GSDME-mediated pyroptosis in microglia exacerbates demyelination and neuroinflammation in multiple sclerosis: insights from humans and cuprizone-induced demyelination model mice

Abstract

Demyelination, a hallmark of multiple sclerosis (MS), disrupts neural conduction due to myelin sheath degradation. Microglia-mediated inflammation plays a pivotal role in this process, with emerging evidence implicating gasdermin E (GSDME) in neuroinflammation and neurodegeneration. However, the specific role of GSDME in MS remains unclear. Here, we investigated the involvement of GSDME in MS using brain tissues from MS patients and cuprizone (CPZ)-induced demyelination model mice. We observed elevated GSDME expression in the central nervous system (CNS) lesions of MS patients, with pronounced GSDME cleavage in microglia at injury sites. Genetic knockout of Gsdme alleviated CPZ-induced motor deficits, demyelination, and neuroinflammation.
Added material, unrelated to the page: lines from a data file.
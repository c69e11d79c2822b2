//! # Structured Logging Module
//!
//! Environment-aware structured logging that outputs to both console and a JSON
//! file, for following gateway calls, breaker transitions and workflow runs.

use crate::config::ConfigManager;
use crate::resilience::CircuitState;
use chrono::Utc;
use std::fs;
use std::path::PathBuf;
use std::process;
use std::sync::OnceLock;
use std::time::Duration;
use tracing_subscriber::{fmt, layer::SubscriberExt, util::SubscriberInitExt, EnvFilter, Layer};

static LOGGER_INITIALIZED: OnceLock<()> = OnceLock::new();

/// Initialize structured logging with environment-specific configuration
pub fn init_structured_logging() {
    LOGGER_INITIALIZED.get_or_init(|| {
        let environment = ConfigManager::detect_environment();
        let log_level = get_log_level(&environment);

        let console = fmt::layer()
            .with_target(true)
            .with_thread_ids(true)
            .with_level(true)
            .with_ansi(true)
            .with_filter(EnvFilter::new(log_level));

        let log_dir = PathBuf::from("log");
        if let Err(e) = fs::create_dir_all(&log_dir) {
            // Console-only is still useful when the working directory is read-only
            if tracing_subscriber::registry().with(console).try_init().is_ok() {
                tracing::warn!(error = %e, "⚠️ Could not create log directory; logging to console only");
            }
            return;
        }

        // Log file name carries environment, PID, and timestamp
        let pid = process::id();
        let timestamp = Utc::now().format("%Y%m%d_%H%M%S").to_string();
        let log_filename = format!("{environment}.{pid}.{timestamp}.log");
        let log_path = log_dir.join(&log_filename);

        let file_appender = tracing_appender::rolling::never(&log_dir, log_filename);
        let (file_writer, guard) = tracing_appender::non_blocking(file_appender);

        let subscriber = tracing_subscriber::registry().with(console).with(
            fmt::layer()
                .with_writer(file_writer)
                .with_target(true)
                .with_thread_ids(true)
                .with_level(true)
                .with_ansi(false)
                .json()
                .with_filter(EnvFilter::new(log_level)),
        );

        // Don't panic if a global subscriber already exists (e.g. set by a test harness)
        if subscriber.try_init().is_err() {
            tracing::debug!(
                "Global tracing subscriber already initialized - continuing with existing subscriber"
            );
        }

        tracing::info!(
            pid = pid,
            environment = %environment,
            log_file = %log_path.display(),
            "🔧 STRUCTURED LOGGING: Initialized with file output"
        );

        // The writer must outlive the process
        std::mem::forget(guard);
    });
}

/// Get log level based on environment
fn get_log_level(environment: &str) -> &'static str {
    match environment {
        "production" => "info",
        _ => "debug",
    }
}

/// Log the outcome of one gateway attempt
pub fn log_gateway_request(
    endpoint: &str,
    service_id: &str,
    method: &str,
    status: &str,
    attempt: u32,
    duration: Duration,
) {
    tracing::info!(
        endpoint = %endpoint,
        service_id = %service_id,
        method = %method,
        status = %status,
        attempt = attempt,
        duration_ms = duration.as_millis() as u64,
        "🌐 GATEWAY_REQUEST"
    );
}

pub fn log_breaker_transition(
    service_id: &str,
    from: CircuitState,
    to: CircuitState,
    consecutive_failures: u32,
) {
    match to {
        CircuitState::Open => tracing::warn!(
            service_id = %service_id,
            from = %from,
            consecutive_failures = consecutive_failures,
            "🔴 Circuit breaker opened (failing fast)"
        ),
        CircuitState::HalfOpen => tracing::info!(
            service_id = %service_id,
            from = %from,
            "🟡 Circuit breaker half-open (testing recovery)"
        ),
        CircuitState::Closed => tracing::info!(
            service_id = %service_id,
            from = %from,
            "🟢 Circuit breaker closed (recovered)"
        ),
    }
}

/// Log structured data for workflow operations
pub fn log_workflow_operation(
    operation: &str,
    run_id: Option<uuid::Uuid>,
    workflow: &str,
    status: &str,
    details: Option<&str>,
) {
    tracing::info!(
        operation = %operation,
        run_id = ?run_id,
        workflow = %workflow,
        status = %status,
        details = details,
        timestamp = %Utc::now().to_rfc3339(),
        "📋 WORKFLOW_OPERATION"
    );
}

/// Log structured data for step operations
pub fn log_step_operation(
    operation: &str,
    run_id: uuid::Uuid,
    step_name: &str,
    attempt: u32,
    status: &str,
    details: Option<&str>,
) {
    tracing::info!(
        operation = %operation,
        run_id = %run_id,
        step_name = %step_name,
        attempt = attempt,
        status = %status,
        details = details,
        timestamp = %Utc::now().to_rfc3339(),
        "🔧 STEP_OPERATION"
    );
}

/// Log error with full context
pub fn log_error(component: &str, operation: &str, error: &str, context: Option<&str>) {
    tracing::error!(
        component = %component,
        operation = %operation,
        error = %error,
        context = context,
        timestamp = %Utc::now().to_rfc3339(),
        "❌ ERROR"
    );
}

#[cfg(test)]
mod tests {
    use super::*;

    #[test]
    fn test_log_level_mapping() {
        assert_eq!(get_log_level("test"), "debug");
        assert_eq!(get_log_level("development"), "debug");
        assert_eq!(get_log_level("production"), "info");
        assert_eq!(get_log_level("unknown"), "debug");
    }

    #[test]
    fn test_helpers_do_not_require_subscriber() {
        log_breaker_transition("glucoserver", CircuitState::Closed, CircuitState::Open, 3);
        log_gateway_request("glucose.mine", "glucoserver", "GET", "200", 1, Duration::from_millis(12));
        log_error("gateway", "request", "boom", None);
    }
}
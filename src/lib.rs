#![allow(clippy::doc_markdown)] // Allow technical terms like Tidepool, mmol/L in docs
#![allow(clippy::missing_errors_doc)] // Allow public functions without # Errors sections
#![allow(clippy::must_use_candidate)] // Allow methods without must_use when context is clear

//! # Diabetactic Gateway
//!
//! Resilience and orchestration layer between the Diabetactic client and the
//! backend services it depends on: the Tidepool glucose provider, the local
//! glucose reading service, appointment scheduling and authentication.
//!
//! ## Overview
//!
//! Every backend call goes through one [`gateway::ApiGateway`], which resolves
//! a logical endpoint key such as `"glucose.create"` into a concrete HTTP call,
//! protects each service with its own circuit breaker, caches responses,
//! coalesces identical concurrent calls and normalizes every failure into a
//! single [`gateway::GatewayError`] shape. A [`health::HealthMonitor`] checks
//! services independently of user traffic, and the
//! [`orchestration::ServiceOrchestrator`] runs multi-service workflows as sagas
//! with compensating rollback.
//!
//! ## Module Organization
//!
//! - [`cache`] - TTL response cache
//! - [`resilience`] - Per-service circuit breakers
//! - [`health`] - Service health checking and aggregation
//! - [`registry`] - Endpoint registry and response transforms
//! - [`gateway`] - The API gateway, error classification and normalization
//! - [`orchestration`] - Saga workflow orchestrator
//! - [`transport`], [`auth`], [`connectivity`] - External collaborators
//! - [`config`] - YAML configuration with environment overrides
//! - [`events`] - Lifecycle event broadcasting
//! - [`core`] - Bootstrap wiring every component together
//!
//! ## Quick Start
//!
//! ```rust,no_run
//! use diabetactic_gateway::config::ConfigManager;
//! use diabetactic_gateway::core::{Collaborators, ResilienceCore};
//! use diabetactic_gateway::gateway::GatewayRequest;
//!
//! # async fn example() -> Result<(), Box<dyn std::error::Error>> {
//! diabetactic_gateway::logging::init_structured_logging();
//!
//! let config = ConfigManager::load()?;
//! let core = ResilienceCore::from_config(config, Collaborators::new())?;
//! let _monitor = core.start_health_monitoring();
//!
//! let readings = core
//!     .request("glucose.mine", GatewayRequest::new().param("limit", 20))
//!     .await?;
//! println!("{} (from cache: {})", readings.data, readings.from_cache);
//! # Ok(())
//! # }
//! ```

pub mod auth;
pub mod cache;
pub mod config;
pub mod connectivity;
pub mod constants;
pub mod core;
pub mod error;
pub mod events;
pub mod gateway;
pub mod health;
pub mod logging;
pub mod orchestration;
pub mod registry;
pub mod resilience;
pub mod transport;

pub use config::{ConfigManager, GatewayConfig, ServiceDescriptor};
pub use core::{Collaborators, ResilienceCore};
pub use error::{ResilienceError, Result};
pub use gateway::{ApiGateway, GatewayError, GatewayErrorCode, GatewayRequest, GatewayResponse};
pub use health::{HealthMonitor, HealthStatus, OverallHealth};
pub use orchestration::{ServiceOrchestrator, WorkflowDefinition, WorkflowRun, WorkflowStatus};
pub use resilience::{CircuitBreakerManager, CircuitState};
//! Response transforms applied to successful gateway responses before caching.

use crate::constants::MMOL_TO_MG_DL;
use serde::{Deserialize, Serialize};
use serde_json::{json, Value};

/// Closed set of pure response transforms
#[derive(Debug, Clone, PartialEq, Eq, Default, Serialize, Deserialize)]
#[serde(tag = "type", rename_all = "snake_case")]
pub enum ResponseTransform {
    #[default]
    Identity,
    /// Extract a sub-document with an RFC 6901 pointer
    Pointer { pointer: String },
    /// Normalize Tidepool `cbg`/`smbg` records into mg/dL readings
    TidepoolReadings,
}

impl ResponseTransform {
    pub fn apply(&self, body: Value) -> Result<Value, String> {
        match self {
            Self::Identity => Ok(body),
            Self::Pointer { pointer } => body
                .pointer(pointer)
                .cloned()
                .ok_or_else(|| format!("response has no value at '{pointer}'")),
            Self::TidepoolReadings => normalize_tidepool(body),
        }
    }
}

fn normalize_tidepool(body: Value) -> Result<Value, String> {
    let Value::Array(records) = body else {
        return Err("expected an array of Tidepool records".to_string());
    };

    let readings = records
        .into_iter()
        .filter_map(|record| {
            let kind = record.get("type")?.as_str()?;
            if kind != "cbg" && kind != "smbg" {
                return None;
            }
            let value = record.get("value")?.as_f64()?;
            // Tidepool reports mmol/L unless the record says otherwise
            let mg_dl = match record.get("units").and_then(Value::as_str) {
                Some("mg/dL") | Some("mg/dl") => value,
                _ => value * MMOL_TO_MG_DL,
            };
            Some(json!({
                "glucose_mg_dl": (mg_dl * 10.0).round() / 10.0,
                "measured_at": record.get("time").cloned().unwrap_or(Value::Null),
                "kind": kind,
                "source": "tidepool",
            }))
        })
        .collect();

    Ok(Value::Array(readings))
}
Furthermore, caspase-3 inhibition significantly suppressed GSDME activation, resulting in reduced demyelination, motor coordination impairment, and neuroinflammation. In an experimental autoimmune encephalomyelitis (EAE) model, caspase-3/GSDME-mediated microglial pyroptosis critically mediated the progression of neuroinflammation and white matter demyelination. Transcriptome sequencing revealed that GSDME regulated the expression of genes related to disease-associated microglia (DAMs) and impaired microglial autophagy, a process critical for myelin debris clearance. Gsdme knockout downregulated the expression of genes associated with DAMs and CPZ-induced microglia-driven demyelination while increasing the expression of remyelination-related genes (Cybb and Cd74). In vitro, GSDME suppression promoted microglial autophagy and myelin debris clearance. Collectively, our findings highlight GSDME-mediated pyroptosis as a key driver of demyelination and neuroinflammation in MS, suggesting novel therapeutic targets for neuroinflammatory disorders.